The bottom she finally commits to canvas several hours later is no Elle Macpherson (well you can't work miracles) but I do become the proud owner of my very own nude oil painting. Which makes me a la mode indeed, since privately commissioned nude portraiture has, almost overnight, floated back into fashion as the way to immortalise a moment.

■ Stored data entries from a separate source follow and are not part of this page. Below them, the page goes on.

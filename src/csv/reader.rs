//! CSV reader
//!
//! Loads CSV files into collections.
//!
//! Loading is all-or-nothing with respect to validation: every data row is
//! parsed and checked before the first insertion, so a bad row leaves the
//! collection exactly as it was. Rows whose id is already present are skipped.

use std::fs;
use std::path::Path;

use crate::collection::{StatusCollection, UserCollection};
use crate::error::{Result, SocialError};
use crate::record::{Record, User, UserStatus};

use super::parse_rows;

/// Outcome of a successful load
#[derive(Debug, Clone, Copy, Default, PartialEq, Eq)]
pub struct LoadReport {
    /// Rows inserted into the collection
    pub added: usize,
    /// Rows ignored because their id was already present
    pub skipped: usize,
}

impl LoadReport {
    /// Total data rows seen
    pub fn total(&self) -> usize {
        self.added + self.skipped
    }
}

/// Read and validate every data row of a CSV file
///
/// The header row is required but its content is not checked.
pub fn read_records<R: Record>(path: &Path) -> Result<Vec<R>> {
    let text = fs::read_to_string(path)?;
    let mut rows = parse_rows(&text)?.into_iter();

    if rows.next().is_none() {
        return Err(SocialError::Malformed {
            line: 1,
            reason: "missing header row".to_string(),
        });
    }

    rows.map(|row| R::from_fields(row.line, row.fields)).collect()
}

/// Insert records one by one, counting duplicates
fn insert_all<R, F>(records: Vec<R>, mut insert: F) -> LoadReport
where
    R: Record,
    F: FnMut(R) -> bool,
{
    let mut report = LoadReport::default();

    for record in records {
        if insert(record) {
            report.added += 1;
        } else {
            report.skipped += 1;
        }
    }

    report
}

/// Load user accounts from `path` into `users`
pub fn load_users(path: &Path, users: &mut UserCollection) -> Result<LoadReport> {
    let records = read_records::<User>(path)?;
    let report = insert_all(records, |user| users.insert_record(user));

    tracing::debug!(
        path = %path.display(),
        added = report.added,
        skipped = report.skipped,
        "loaded users"
    );
    Ok(report)
}

/// Load status updates from `path` into `statuses`
pub fn load_statuses(path: &Path, statuses: &mut StatusCollection) -> Result<LoadReport> {
    let records = read_records::<UserStatus>(path)?;
    let report = insert_all(records, |status| statuses.insert_record(status));

    tracing::debug!(
        path = %path.display(),
        added = report.added,
        skipped = report.skipped,
        "loaded statuses"
    );
    Ok(report)
}
use std::marker::PhantomData;

use rowguard_security::{Identity, Principal, QueryOp};
use sea_orm::sea_query::IntoCondition;
use sea_orm::{
    ColumnAsExpr, ColumnTrait, DbBackend, EntityTrait, IntoIdentity, IntoSimpleExpr, Iterable, Order,
    PaginatorTrait, PrimaryKeyToColumn, QueryFilter, QueryOrder, QuerySelect, Related, Select,
    SelectTwo, SelectTwoMany, TryGetableMany, Value,
};

use crate::secure::discover::{EntityDescriptor, Intercepted, QueryLike};
use crate::secure::{AuthError, AuthPolicy, DbRunner, DbRunnerInternal, Guarded, SeaOrmRunner};

const ONE_ENTITY: usize = 1;
const TWO_ENTITIES: usize = 2;

fn stamp<M, I: Clone>(model: M, principal: &Principal<I>) -> Guarded<M, I> {
    Guarded::new(model, principal.clone())
}

/// A `SeaORM` `Select` bound to a principal.
///
/// Row filters of the entity's [`AuthPolicy`] are folded in by the terminal
/// operations ([`all`](Self::all), [`one`](Self::one), [`count`](Self::count))
/// right before the engine runs the statement. Builder methods only shape
/// the query.
///
/// # Example
/// ```rust,ignore
/// let docs = session
///     .query::<document::Entity>()
///     .filter(document::Column::Title.contains("draft"))
///     .order_by_asc(document::Column::Id)
///     .all(&session)
///     .await?;
/// ```
#[must_use]
#[derive(Clone, Debug)]
pub struct AuthSelect<E: EntityTrait, I> {
    pub(crate) q: Intercepted<Select<E>, I>,
}

/// Two-entity select from [`AuthSelect::find_also_related`].
#[must_use]
#[derive(Clone, Debug)]
pub struct AuthSelectTwo<E: EntityTrait, R: EntityTrait, I> {
    pub(crate) q: Intercepted<SelectTwo<E, R>, I>,
}

/// One-to-many select from [`AuthSelect::find_with_related`].
#[must_use]
#[derive(Clone, Debug)]
pub struct AuthSelectTwoMany<E: EntityTrait, R: EntityTrait, I> {
    pub(crate) q: Intercepted<SelectTwoMany<E, R>, I>,
}

/// Scalar projection from [`AuthSelect::into_tuple`].
///
/// Rows are filtered like any other select, but results are plain values and
/// carry no principal.
#[must_use]
#[derive(Clone, Debug)]
pub struct AuthProjection<E: EntityTrait, T, I> {
    pub(crate) q: Intercepted<Select<E>, I>,
    tuple: PhantomData<fn() -> T>,
}

impl<E, I> AuthSelect<E, I>
where
    E: AuthPolicy<I>,
    I: Identity,
{
    pub(crate) fn new(principal: Principal<I>) -> Self {
        Self {
            q: Intercepted::new(
                E::find(),
                principal,
                vec![EntityDescriptor::of::<E>()],
                ONE_ENTITY,
            ),
        }
    }

    /// Add a caller condition. Row filters are added on top at execution.
    pub fn filter<F: IntoCondition>(mut self, filter: F) -> Self {
        self.q = self.q.with_inner(|s| QueryFilter::filter(s, filter));
        self
    }

    pub fn order_by<C: IntoSimpleExpr>(mut self, col: C, order: Order) -> Self {
        self.q = self.q.with_inner(|s| QueryOrder::order_by(s, col, order));
        self
    }

    pub fn order_by_asc<C: IntoSimpleExpr>(self, col: C) -> Self {
        self.order_by(col, Order::Asc)
    }

    pub fn order_by_desc<C: IntoSimpleExpr>(self, col: C) -> Self {
        self.order_by(col, Order::Desc)
    }

    pub fn limit(mut self, limit: u64) -> Self {
        self.q = self.q.with_inner(|s| QuerySelect::limit(s, limit));
        self
    }

    pub fn offset(mut self, offset: u64) -> Self {
        self.q = self.q.with_inner(|s| QuerySelect::offset(s, offset));
        self
    }

    /// Clear the default column list; pair with [`column`](Self::column) and
    /// [`into_tuple`](Self::into_tuple).
    pub fn select_only(mut self) -> Self {
        self.q = self.q.with_inner(QuerySelect::select_only);
        self
    }

    pub fn column<C: ColumnTrait>(mut self, col: C) -> Self {
        self.q = self.q.with_inner(|s| QuerySelect::column(s, col));
        self
    }

    /// Select an expression under an alias, e.g. an aggregate.
    pub fn column_as<C, A>(mut self, expr: C, alias: A) -> Self
    where
        C: ColumnAsExpr,
        A: IntoIdentity,
    {
        self.q = self.q.with_inner(|s| QuerySelect::column_as(s, expr, alias));
        self
    }

    pub fn group_by<C: IntoSimpleExpr>(mut self, col: C) -> Self {
        self.q = self.q.with_inner(|s| QuerySelect::group_by(s, col));
        self
    }

    /// Narrow the query to a single primary key value.
    ///
    /// # Errors
    /// `AuthError::Invalid` if the entity's primary key is composite.
    pub fn and_id<V: Into<Value>>(self, id: V) -> Result<Self, AuthError> {
        let mut keys = E::PrimaryKey::iter();
        let (Some(key), None) = (keys.next(), keys.next()) else {
            return Err(AuthError::Invalid(
                "and_id() requires a single-column primary key",
            ));
        };
        Ok(self.filter(key.into_column().eq(id)))
    }

    /// Left-join a related entity. Both entities contribute row filters.
    pub fn find_also_related<R>(self, r: R) -> AuthSelectTwo<E, R, I>
    where
        R: AuthPolicy<I>,
        E: Related<R>,
    {
        AuthSelectTwo {
            q: self.q.reshape(
                |s| s.find_also_related(r),
                vec![EntityDescriptor::of::<E>(), EntityDescriptor::of::<R>()],
                TWO_ENTITIES,
            ),
        }
    }

    /// Fetch each row with all of its related rows. Both entities contribute
    /// row filters.
    pub fn find_with_related<R>(self, r: R) -> AuthSelectTwoMany<E, R, I>
    where
        R: AuthPolicy<I>,
        E: Related<R>,
    {
        AuthSelectTwoMany {
            q: self.q.reshape(
                |s| s.find_with_related(r),
                vec![EntityDescriptor::of::<E>(), EntityDescriptor::of::<R>()],
                TWO_ENTITIES,
            ),
        }
    }

    /// Project rows into plain values.
    pub fn into_tuple<T: TryGetableMany>(self) -> AuthProjection<E, T, I> {
        AuthProjection {
            q: self.q,
            tuple: PhantomData,
        }
    }

    /// Run the query and stamp every model with the query's principal.
    ///
    /// # Errors
    /// `AuthError::Denied` for `Principal::Deny` (the engine is not called),
    /// `AuthError::Db` if the engine fails.
    #[tracing::instrument(
        level = "debug",
        skip_all,
        fields(entity = self.q.primary(), principal = %self.q.principal)
    )]
    pub async fn all(self, runner: &impl DbRunner) -> Result<Vec<Guarded<E::Model, I>>, AuthError> {
        let q = self.q.apply_row_policy(QueryOp::Select)?;
        let rows = match DbRunnerInternal::as_seaorm(runner) {
            SeaOrmRunner::Conn(db) => q.inner.all(db).await?,
            SeaOrmRunner::Tx(tx) => q.inner.all(tx).await?,
        };
        Ok(rows.into_iter().map(|m| stamp(m, &q.principal)).collect())
    }

    /// Run the query and return at most one stamped model.
    ///
    /// # Errors
    /// Same as [`all`](Self::all).
    #[tracing::instrument(
        level = "debug",
        skip_all,
        fields(entity = self.q.primary(), principal = %self.q.principal)
    )]
    pub async fn one(self, runner: &impl DbRunner) -> Result<Option<Guarded<E::Model, I>>, AuthError> {
        let q = self.q.apply_row_policy(QueryOp::Select)?;
        let row = match DbRunnerInternal::as_seaorm(runner) {
            SeaOrmRunner::Conn(db) => q.inner.one(db).await?,
            SeaOrmRunner::Tx(tx) => q.inner.one(tx).await?,
        };
        Ok(row.map(|m| stamp(m, &q.principal)))
    }

    /// Count the rows visible to the principal.
    ///
    /// # Errors
    /// Same as [`all`](Self::all).
    #[tracing::instrument(
        level = "debug",
        skip_all,
        fields(entity = self.q.primary(), principal = %self.q.principal)
    )]
    pub async fn count(self, runner: &impl DbRunner) -> Result<u64, AuthError>
    where
        E::Model: sea_orm::FromQueryResult + Send + Sync,
    {
        let q = self.q.apply_row_policy(QueryOp::Count)?;
        match DbRunnerInternal::as_seaorm(runner) {
            SeaOrmRunner::Conn(db) => Ok(q.inner.count(db).await?),
            SeaOrmRunner::Tx(tx) => Ok(q.inner.count(tx).await?),
        }
    }
}

impl<E, R, I> AuthSelectTwo<E, R, I>
where
    E: AuthPolicy<I>,
    R: AuthPolicy<I>,
    I: Identity,
{
    pub fn filter<F: IntoCondition>(mut self, filter: F) -> Self {
        self.q = self.q.with_inner(|s| QueryFilter::filter(s, filter));
        self
    }

    pub fn order_by<C: IntoSimpleExpr>(mut self, col: C, order: Order) -> Self {
        self.q = self.q.with_inner(|s| QueryOrder::order_by(s, col, order));
        self
    }

    pub fn limit(mut self, limit: u64) -> Self {
        self.q = self.q.with_inner(|s| QuerySelect::limit(s, limit));
        self
    }

    /// # Errors
    /// Same as [`AuthSelect::all`].
    #[tracing::instrument(
        level = "debug",
        skip_all,
        fields(entity = self.q.primary(), principal = %self.q.principal)
    )]
    pub async fn all(
        self,
        runner: &impl DbRunner,
    ) -> Result<Vec<(Guarded<E::Model, I>, Option<Guarded<R::Model, I>>)>, AuthError> {
        let q = self.q.apply_row_policy(QueryOp::Select)?;
        let rows = match DbRunnerInternal::as_seaorm(runner) {
            SeaOrmRunner::Conn(db) => q.inner.all(db).await?,
            SeaOrmRunner::Tx(tx) => q.inner.all(tx).await?,
        };
        let p = &q.principal;
        Ok(rows
            .into_iter()
            .map(|(e, r)| (stamp(e, p), r.map(|r| stamp(r, p))))
            .collect())
    }

    /// # Errors
    /// Same as [`AuthSelect::all`].
    #[tracing::instrument(
        level = "debug",
        skip_all,
        fields(entity = self.q.primary(), principal = %self.q.principal)
    )]
    pub async fn one(
        self,
        runner: &impl DbRunner,
    ) -> Result<Option<(Guarded<E::Model, I>, Option<Guarded<R::Model, I>>)>, AuthError> {
        let q = self.q.apply_row_policy(QueryOp::Select)?;
        let row = match DbRunnerInternal::as_seaorm(runner) {
            SeaOrmRunner::Conn(db) => q.inner.one(db).await?,
            SeaOrmRunner::Tx(tx) => q.inner.one(tx).await?,
        };
        let p = &q.principal;
        Ok(row.map(|(e, r)| (stamp(e, p), r.map(|r| stamp(r, p)))))
    }
}

impl<E, R, I> AuthSelectTwoMany<E, R, I>
where
    E: AuthPolicy<I>,
    R: AuthPolicy<I>,
    I: Identity,
{
    pub fn filter<F: IntoCondition>(mut self, filter: F) -> Self {
        self.q = self.q.with_inner(|s| QueryFilter::filter(s, filter));
        self
    }

    pub fn order_by<C: IntoSimpleExpr>(mut self, col: C, order: Order) -> Self {
        self.q = self.q.with_inner(|s| QueryOrder::order_by(s, col, order));
        self
    }

    /// # Errors
    /// Same as [`AuthSelect::all`].
    #[tracing::instrument(
        level = "debug",
        skip_all,
        fields(entity = self.q.primary(), principal = %self.q.principal)
    )]
    pub async fn all(
        self,
        runner: &impl DbRunner,
    ) -> Result<Vec<(Guarded<E::Model, I>, Vec<Guarded<R::Model, I>>)>, AuthError> {
        let q = self.q.apply_row_policy(QueryOp::Select)?;
        let rows = match DbRunnerInternal::as_seaorm(runner) {
            SeaOrmRunner::Conn(db) => q.inner.all(db).await?,
            SeaOrmRunner::Tx(tx) => q.inner.all(tx).await?,
        };
        let p = &q.principal;
        Ok(rows
            .into_iter()
            .map(|(e, related)| {
                let related = related.into_iter().map(|r| stamp(r, p)).collect();
                (stamp(e, p), related)
            })
            .collect())
    }
}

impl<E, T, I> AuthProjection<E, T, I>
where
    E: AuthPolicy<I>,
    T: TryGetableMany,
    I: Identity,
{
    /// # Errors
    /// Same as [`AuthSelect::all`].
    #[tracing::instrument(
        level = "debug",
        skip_all,
        fields(entity = self.q.primary(), principal = %self.q.principal)
    )]
    pub async fn all(self, runner: &impl DbRunner) -> Result<Vec<T>, AuthError> {
        let q = self.q.apply_row_policy(QueryOp::Select)?;
        let select = q.inner.into_tuple::<T>();
        match DbRunnerInternal::as_seaorm(runner) {
            SeaOrmRunner::Conn(db) => Ok(select.all(db).await?),
            SeaOrmRunner::Tx(tx) => Ok(select.all(tx).await?),
        }
    }

    /// # Errors
    /// Same as [`AuthSelect::all`].
    #[tracing::instrument(
        level = "debug",
        skip_all,
        fields(entity = self.q.primary(), principal = %self.q.principal)
    )]
    pub async fn one(self, runner: &impl DbRunner) -> Result<Option<T>, AuthError> {
        let q = self.q.apply_row_policy(QueryOp::Select)?;
        let select = q.inner.into_tuple::<T>();
        match DbRunnerInternal::as_seaorm(runner) {
            SeaOrmRunner::Conn(db) => Ok(select.one(db).await?),
            SeaOrmRunner::Tx(tx) => Ok(select.one(tx).await?),
        }
    }
}

impl<E, I> QueryLike<I> for AuthSelect<E, I>
where
    E: AuthPolicy<I>,
    I: Identity,
{
    fn principal(&self) -> &Principal<I> {
        &self.q.principal
    }

    fn participants(&self) -> Vec<&str> {
        self.q.participants()
    }

    fn apply_row_policy(mut self, op: QueryOp) -> Result<Self, AuthError> {
        self.q = self.q.apply_row_policy(op)?;
        Ok(self)
    }

    fn build(&self, backend: DbBackend) -> Result<String, AuthError> {
        self.q.render(backend)
    }
}

impl<E, R, I> QueryLike<I> for AuthSelectTwo<E, R, I>
where
    E: AuthPolicy<I>,
    R: AuthPolicy<I>,
    I: Identity,
{
    fn principal(&self) -> &Principal<I> {
        &self.q.principal
    }

    fn participants(&self) -> Vec<&str> {
        self.q.participants()
    }

    fn apply_row_policy(mut self, op: QueryOp) -> Result<Self, AuthError> {
        self.q = self.q.apply_row_policy(op)?;
        Ok(self)
    }

    fn build(&self, backend: DbBackend) -> Result<String, AuthError> {
        self.q.render(backend)
    }
}

impl<E, R, I> QueryLike<I> for AuthSelectTwoMany<E, R, I>
where
    E: AuthPolicy<I>,
    R: AuthPolicy<I>,
    I: Identity,
{
    fn principal(&self) -> &Principal<I> {
        &self.q.principal
    }

    fn participants(&self) -> Vec<&str> {
        self.q.participants()
    }

    fn apply_row_policy(mut self, op: QueryOp) -> Result<Self, AuthError> {
        self.q = self.q.apply_row_policy(op)?;
        Ok(self)
    }

    fn build(&self, backend: DbBackend) -> Result<String, AuthError> {
        self.q.render(backend)
    }
}

impl<E, T, I> QueryLike<I> for AuthProjection<E, T, I>
where
    E: AuthPolicy<I>,
    T: TryGetableMany,
    I: Identity,
{
    fn principal(&self) -> &Principal<I> {
        &self.q.principal
    }

    fn participants(&self) -> Vec<&str> {
        self.q.participants()
    }

    fn apply_row_policy(mut self, op: QueryOp) -> Result<Self, AuthError> {
        self.q = self.q.apply_row_policy(op)?;
        Ok(self)
    }

    fn build(&self, backend: DbBackend) -> Result<String, AuthError> {
        self.q.render(backend)
    }
}
//! Entry point for guarded data access.
//!
//! An [`AuthSession`] owns the connection and a default principal. Every query
//! it builds carries that principal unless the caller overrides it for a
//! single call with the `*_as` variants.
//!
//! ```ignore
//! let session = AuthSession::new(conn, Principal::Identity("alice".to_owned()));
//!
//! // runs as alice
//! let mine = session.query::<document::Entity>().all(&session).await?;
//!
//! // runs unrestricted, this call only
//! let all = session.query_as::<document::Entity>(Principal::Allow).all(&session).await?;
//! ```

use std::sync::Arc;

use rowguard_security::{Identity, Principal};
use sea_orm::{
    ConnectionTrait, DatabaseConnection, DatabaseTransaction, DbBackend, TransactionTrait, Value,
};

use crate::config::{DbConfig, SessionConfig, connect_db};
use crate::secure::{
    AuthDeleteMany, AuthError, AuthPolicy, AuthSelect, AuthUpdateMany, DbRunner, DbRunnerInternal,
    SeaOrmRunner,
};

/// Connection plus default principal.
///
/// Cheap to clone; clones share the connection.
#[derive(Clone, Debug)]
pub struct AuthSession<I> {
    conn: Arc<DatabaseConnection>,
    principal: Principal<I>,
}

impl<I: Identity> AuthSession<I> {
    #[must_use]
    pub fn new(conn: DatabaseConnection, principal: Principal<I>) -> Self {
        tracing::debug!(principal = %principal, "auth session opened");
        Self {
            conn: Arc::new(conn),
            principal,
        }
    }

    /// Open a connection from `config` and wrap it.
    ///
    /// # Errors
    /// See [`connect_db`].
    pub async fn connect(config: &DbConfig, principal: Principal<I>) -> Result<Self, AuthError> {
        let conn = connect_db(config).await?;
        Ok(Self::new(conn, principal))
    }

    /// Open a session from a [`SessionConfig`].
    ///
    /// # Errors
    /// See [`connect_db`].
    pub async fn from_config(config: &SessionConfig<I>) -> Result<Self, AuthError> {
        Self::connect(&config.db, config.default_principal.clone()).await
    }

    /// Default principal of this session.
    #[must_use]
    pub fn principal(&self) -> &Principal<I> {
        &self.principal
    }

    /// A session on the same connection with a different default principal.
    #[must_use]
    pub fn with_principal(&self, principal: Principal<I>) -> Self {
        Self {
            conn: Arc::clone(&self.conn),
            principal,
        }
    }

    /// Select from `E` as the session principal.
    pub fn query<E: AuthPolicy<I>>(&self) -> AuthSelect<E, I> {
        self.query_as(self.principal.clone())
    }

    /// Select from `E` as `principal` instead of the session default.
    #[allow(clippy::unused_self)]
    pub fn query_as<E: AuthPolicy<I>>(&self, principal: Principal<I>) -> AuthSelect<E, I> {
        AuthSelect::new(principal)
    }

    /// Select a single row of `E` by primary key, as the session principal.
    ///
    /// # Errors
    /// `AuthError::Invalid` if the primary key is composite.
    pub fn find_by_id<E: AuthPolicy<I>>(
        &self,
        id: impl Into<Value>,
    ) -> Result<AuthSelect<E, I>, AuthError> {
        self.query::<E>().and_id(id)
    }

    pub fn update_many<E: AuthPolicy<I>>(&self) -> AuthUpdateMany<E, I> {
        self.update_many_as(self.principal.clone())
    }

    #[allow(clippy::unused_self)]
    pub fn update_many_as<E: AuthPolicy<I>>(&self, principal: Principal<I>) -> AuthUpdateMany<E, I> {
        AuthUpdateMany::new(principal)
    }

    pub fn delete_many<E: AuthPolicy<I>>(&self) -> AuthDeleteMany<E, I> {
        self.delete_many_as(self.principal.clone())
    }

    #[allow(clippy::unused_self)]
    pub fn delete_many_as<E: AuthPolicy<I>>(&self, principal: Principal<I>) -> AuthDeleteMany<E, I> {
        AuthDeleteMany::new(principal)
    }

    /// Start a transaction carrying the session principal.
    ///
    /// # Errors
    /// `AuthError::Db` if the engine cannot begin a transaction.
    pub async fn begin(&self) -> Result<AuthTx<I>, AuthError> {
        let tx = self.conn.begin().await?;
        Ok(AuthTx {
            tx,
            principal: self.principal.clone(),
        })
    }

    /// Database engine identifier for tracing / logging.
    #[must_use]
    pub fn db_engine(&self) -> &'static str {
        match self.conn.get_database_backend() {
            DbBackend::Postgres => "postgres",
            DbBackend::MySql => "mysql",
            DbBackend::Sqlite => "sqlite",
        }
    }
}

impl<I: Identity> DbRunner for AuthSession<I> {}

impl<I: Identity> DbRunnerInternal for AuthSession<I> {
    fn as_seaorm(&self) -> SeaOrmRunner<'_> {
        SeaOrmRunner::Conn(&self.conn)
    }
}

/// An open transaction started by [`AuthSession::begin`].
///
/// Queries run on it by passing it as the runner. Dropped without
/// [`commit`](Self::commit), the transaction is rolled back.
#[derive(Debug)]
pub struct AuthTx<I> {
    tx: DatabaseTransaction,
    principal: Principal<I>,
}

impl<I: Identity> AuthTx<I> {
    /// Principal inherited from the session that opened the transaction.
    #[must_use]
    pub fn principal(&self) -> &Principal<I> {
        &self.principal
    }

    /// # Errors
    /// `AuthError::Db` if the commit fails.
    pub async fn commit(self) -> Result<(), AuthError> {
        self.tx.commit().await?;
        tracing::debug!(principal = %self.principal, "transaction committed");
        Ok(())
    }

    /// # Errors
    /// `AuthError::Db` if the rollback fails.
    pub async fn rollback(self) -> Result<(), AuthError> {
        self.tx.rollback().await?;
        tracing::debug!(principal = %self.principal, "transaction rolled back");
        Ok(())
    }
}

impl<I: Identity> DbRunner for AuthTx<I> {}

impl<I: Identity> DbRunnerInternal for AuthTx<I> {
    fn as_seaorm(&self) -> SeaOrmRunner<'_> {
        SeaOrmRunner::Tx(&self.tx)
    }
}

This is something of a turnaround, to say the least. As the poor relation to photography and the punchbag of feminism for years, the female nude portrait has languished as the apotheosis of modern naff - the sort of thing you'd expect David Hasselhoff or Rachel Hunter to have proudly hung in their living rooms five years ago. Now, with the female nude being seen as less of a political issue - the realisation that it needn't be exploitative and belittling - and with art becoming less elitist and more affordable (anything from pounds 500 to pounds 15,000, depending on the artist), commissioning your own portrait is no longer the preserve of the rich, famous and tasteless.

"Women are becoming more self-assured," says Katy Letman, commissions consultant at London's Mall Gallery, which handles sales for the Royal Society of Portrait Painters, "and the traditional barriers of the nude have been broken down. I think women are particularly attracted to the idea of celebrating their bodies on canvas." That's certainly the case for Miranda Twiss, 37, who has posed for no less than seven portraits (she owns just one of them) for celebrated portrait painter Andre Durand. "I just wanted to have myself painted so that when I'm a wizened old hag, I can walk into somebody's house and see a picture of myself, beautiful, on their wall and remember how I was," she laughs.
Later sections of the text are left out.